NBC 4 New York
Police are investigating after an aspiring fashion design student was assaulted by a group of over a dozen men in Brooklyn, leaving him with a broken eye socket and a torn retina. Andrew Siff reports.
Police are investigating after an aspiring fashion design student was assaulted by a group of more than a dozen men in Brooklyn, leaving him with a broken eye socket and a torn retina.
The 22-year-old victim, Taj Patterson, who is black, says he was out with friends in Williamsburg Dec. 1 when a group of 15 to 20 men he described as Hasidic Jews wearing religious garb approached him.
"They came up behind me, they grabbed me, they punched me in the face, kicked me down, knocked me out," Patterson told NBC 4 New York.
Patterson's mother, Zahra Patterson, said "it wasn't until someone stopped them — the witnesses — otherwise, my son would have been left for dead."

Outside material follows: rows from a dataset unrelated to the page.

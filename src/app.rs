/// Application wiring
///
/// Builds the desired workflow, the HTTP registry client and the orchestrator from a
/// validated configuration and runs a single upsert.

use crate::{
    config::Config,
    error::Result,
    registry::HttpRegistryClient,
    upsert::{UpsertOrchestrator, UpsertOutcome},
    workflow::DispatcherWorkflow,
};

/// Register the dispatcher workflow described by `config`.
///
/// Performs exactly two requests on success: one list, then one create or update.
pub async fn register_workflow(config: &Config) -> Result<UpsertOutcome> {
    let definition = DispatcherWorkflow::from_config(&config.workflow).build();
    tracing::debug!(
        "🏗️ Built workflow '{}' with {} nodes and {} connections",
        definition.name,
        definition.nodes.len(),
        definition.connections.edge_count()
    );

    tracing::info!("📡 Using n8n API at {}", config.registry.base_url);
    let client = HttpRegistryClient::new(&config.registry)?;

    let outcome = UpsertOrchestrator::new(client).upsert(&definition).await?;
    tracing::info!("✅ {}", outcome);

    Ok(outcome)
}
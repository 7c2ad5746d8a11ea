/// Blockforge build dispatcher workflow
///
/// Deterministic for fixed inputs: the same name and webhook URL always yield the
/// same node ids, order and connection graph, so repeated registrations converge.

use crate::config::WorkflowConfig;
use crate::workflow::types::{Connection, Node, WorkflowDefinition};
use serde_json::json;

pub const MANUAL_TRIGGER_TYPE: &str = "n8n-nodes-base.manualTrigger";
pub const FUNCTION_TYPE: &str = "n8n-nodes-base.function";
pub const HTTP_REQUEST_TYPE: &str = "n8n-nodes-base.httpRequest";

pub const TRIGGER_NODE: &str = "Manual Trigger";
pub const PREPARE_NODE: &str = "Prepare Build Context";
pub const DISPATCH_NODE: &str = "Trigger Build Webhook";

const BUILD_CONTEXT_CODE: &str = "return [{\n  buildCommand: 'tools/build.ps1 -Config Debug',\n  notes: 'Invoke from a Windows shell configured for vcpkg toolchain.',\n}];";
const BUILD_REQUEST_BODY: &str =
    r#"{"command":"tools/build.ps1 -Config Debug","project":"Blockforge"}"#;

/// Manual trigger -> build context function -> HTTP POST to the build webhook
#[derive(Debug, Clone, PartialEq, Eq)]
pub struct DispatcherWorkflow {
    name: String,
    webhook_url: String,
}

impl DispatcherWorkflow {
    pub fn new(name: impl Into<String>, webhook_url: impl Into<String>) -> Self {
        Self {
            name: name.into(),
            webhook_url: webhook_url.into(),
        }
    }

    pub fn from_config(config: &WorkflowConfig) -> Self {
        Self::new(config.name.clone(), config.webhook_url.clone())
    }

    /// Build the inactive three-node definition
    pub fn build(&self) -> WorkflowDefinition {
        let trigger = Node::new("1", TRIGGER_NODE, MANUAL_TRIGGER_TYPE, 1, (260, 300));

        let prepare = Node::new("2", PREPARE_NODE, FUNCTION_TYPE, 1, (540, 300))
            .with_parameter("functionCode", BUILD_CONTEXT_CODE);

        let dispatch = Node::new("3", DISPATCH_NODE, HTTP_REQUEST_TYPE, 2, (820, 300))
            .with_parameter("url", self.webhook_url.as_str())
            .with_parameter("method", "POST")
            .with_parameter("jsonParameters", true)
            .with_parameter("options", json!({}))
            .with_parameter("bodyParametersJson", BUILD_REQUEST_BODY);

        WorkflowDefinition::new(self.name.as_str())
            .with_active(false)
            .with_node(trigger)
            .with_node(prepare)
            .with_node(dispatch)
            .with_connection(TRIGGER_NODE, Connection::main(PREPARE_NODE))
            .with_connection(PREPARE_NODE, Connection::main(DISPATCH_NODE))
    }
}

Patterson was taken to the emergency room at Woodhull Hospital to be treated for his injuries. He's expected to have additional surgeries in two weeks to reattach the damaged retina.
Patterson said he had been drinking on a party bus with friends before the assault on Flushing Avenue in the heavily Orthodox section of Williamsburg, but has no idea why he was beat up.
"Maybe the way I dressed, I was on the block," he said. "I want these people to know they can't put their hands on anyone and get away with it, and think just because you have on certain attire you can get away with certain things. We're all equal here."
The NYPD says the hate crimes unit is investigating. Patterson was drunk the night of the assault, and it took several days to piece together the facts, they say.
Assemblyman Dov Hikind, who represents the Borough Park section of Brooklyn but is a vocal advocate for Hasidic Jews across the borough, said "something obviously happened" to Patterson, but the allegation was "bizarre."
It "sounds so out of character," Hikind said.
Zahra Patterson said four witnesses have told police what happened, including the driver of a bus who jumped in to stop the assault.
"It's shocking," said Zahra Patterson. "It saddened me to even know that this level of hate exists so close to home, that a group could be so angry about whatever."